During the relationship I knew I had to change to keep her. I made every effort to make it right. I started seeing a therapist. I swear on everything I hold dear that I loved her so much, and I was so aware that my mistakes were terrible, that I genuinely changed. I wanted to be better. I wanted to fix things.
So for months I did better. I gave the best of myself. I tried to heal the wounds. Every day was less hard. We had been through the difficult times together.
And then, after months — just when I was finally giving her what she needed, when I had dealt with the worst of my issues — she started to disinvest from the relationship. She said she couldn’t be 100% present anymore.

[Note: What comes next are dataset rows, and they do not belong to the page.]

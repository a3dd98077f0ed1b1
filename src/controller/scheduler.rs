//! Single-flight request scheduling
//!
//! Queries typed while a request is outstanding pile up in the pending
//! queue. When the scheduler drains, only the newest query is dispatched and
//! everything older is dropped: the user's latest intent is all that
//! matters.

/// Dismissal generation captured when a request is dispatched
#[derive(Debug, Clone, Copy, PartialEq, Eq)]
pub struct CycleToken(u64);

/// A request the controller should start now
#[derive(Debug, Clone, PartialEq, Eq)]
pub struct Dispatch {
    pub query: String,
    pub cycle: CycleToken,
}

/// Whether a finished request still belongs to the current cycle
#[derive(Debug, Clone, Copy, PartialEq, Eq)]
pub enum Completion {
    Fresh,
    /// The dropdown was dismissed while the request was in flight
    Stale,
}

#[derive(Debug, Default)]
pub struct RequestScheduler {
    pending: Vec<String>,
    busy: bool,
    cycle: u64,
}

impl RequestScheduler {
    pub fn new() -> Self {
        Self::default()
    }

    pub fn enqueue(&mut self, query: impl Into<String>) {
        self.pending.push(query.into());
    }

    /// Take the newest pending query if nothing is in flight
    ///
    /// Safe to call at any time; returns None while busy or when the queue is
    /// empty.
    pub fn drain(&mut self) -> Option<Dispatch> {
        if self.busy {
            return None;
        }
        let query = self.pending.pop()?;
        if !self.pending.is_empty() {
            log::debug!("Superseded {} older queries", self.pending.len());
            self.pending.clear();
        }

        self.busy = true;
        Some(Dispatch {
            query,
            cycle: CycleToken(self.cycle),
        })
    }

    /// Record the end of the in-flight request
    pub fn complete(&mut self, cycle: CycleToken) -> Completion {
        if !self.busy {
            log::warn!("Completion received with no request in flight");
        }
        self.busy = false;

        if cycle.0 == self.cycle {
            Completion::Fresh
        } else {
            Completion::Stale
        }
    }

    /// Start a new cycle: outstanding results become stale and queued queries are dropped
    ///
    /// The in-flight request, if any, keeps running and still clears the busy
    /// flag when it completes.
    pub fn invalidate(&mut self) {
        self.cycle = self.cycle.wrapping_add(1);
        self.pending.clear();
    }

    pub fn is_busy(&self) -> bool {
        self.busy
    }

    pub fn pending(&self) -> &[String] {
        &self.pending
    }
}

#[cfg(test)]
#[path = "scheduler_tests.rs"]
mod scheduler_tests;
//! Cancellable one-shot timers
//!
//! A [`TimerSlot`] owns at most one live timer. Scheduling replaces any
//! armed timer, and every schedule or cancel moves the slot to a new
//! generation, so a wakeup that was already queued before the cancel is
//! recognised as stale when it is finally delivered.

use std::time::Duration;

use tokio::sync::mpsc::UnboundedSender;
use tokio_util::sync::CancellationToken;

/// Identifies one particular scheduling of a [`TimerSlot`]
#[derive(Debug, Clone, Copy, PartialEq, Eq)]
pub struct TimerToken(u64);

#[derive(Debug, Default)]
pub struct TimerSlot {
    generation: u64,
    armed: Option<CancellationToken>,
}

impl TimerSlot {
    pub fn new() -> Self {
        Self::default()
    }

    /// Arm the slot, replacing any pending timer
    ///
    /// When `delay` elapses the value built by `wakeup` is sent on `tx`.
    /// Must be called from within a tokio runtime.
    pub fn schedule<T, F>(&mut self, delay: Duration, tx: &UnboundedSender<T>, wakeup: F) -> TimerToken
    where
        T: Send + 'static,
        F: FnOnce(TimerToken) -> T + Send + 'static,
    {
        self.cancel();

        let token = TimerToken(self.generation);
        let cancel = CancellationToken::new();
        let cancelled = cancel.clone();
        let tx = tx.clone();

        tokio::spawn(async move {
            tokio::select! {
                biased;
                _ = cancelled.cancelled() => {}
                _ = tokio::time::sleep(delay) => {
                    // Receiver gone means the controller was dropped
                    let _ = tx.send(wakeup(token));
                }
            }
        });

        self.armed = Some(cancel);
        token
    }

    /// Disarm the slot. Returns true if a timer was pending.
    pub fn cancel(&mut self) -> bool {
        self.generation = self.generation.wrapping_add(1);
        match self.armed.take() {
            Some(cancel) => {
                cancel.cancel();
                true
            }
            None => false,
        }
    }

    /// Accept a delivered wakeup
    ///
    /// Returns true only for the token of the currently armed timer; the slot
    /// is disarmed afterwards.
    pub fn fire(&mut self, token: TimerToken) -> bool {
        if self.armed.is_none() || token.0 != self.generation {
            return false;
        }
        self.armed = None;
        self.generation = self.generation.wrapping_add(1);
        true
    }

    pub fn is_armed(&self) -> bool {
        self.armed.is_some()
    }
}

impl Drop for TimerSlot {
    fn drop(&mut self) {
        if let Some(cancel) = self.armed.take() {
            cancel.cancel();
        }
    }
}

#[cfg(test)]
#[path = "timer_tests.rs"]
mod timer_tests;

So I kept questioning myself, kept trying to show her it was worth it. I kept giving. But she was slowly unraveling the threads of our relationship, one by one.
One day I told her she couldn’t tell me she was lost and drift away at the same time. I asked her to go all the way with whatever she was feeling — to end it if that’s what it was.
She left.
A week later, after no contact, I reached out and told her everything — how much I wanted things to work, how happy I could make her if she could just overcome this block. She ended the conversation by saying she knew I was different, that she had seen all my efforts and was grateful for them — but that she couldn’t move forward anymore. That she was stuck in the past. That she couldn’t control it. That she was frustrated with herself.
I feel like I destroyed the thing I cared about most in the world. The guilt is immense and it’s eating me alive. I can’t move forward. I’m torn between hope of getting her back, crushing guilt, and the necessity of moving on.
I need your help guys
Has anyone been through something similar — where you genuinely changed, but too late? How did you cope with the guilt and move forward?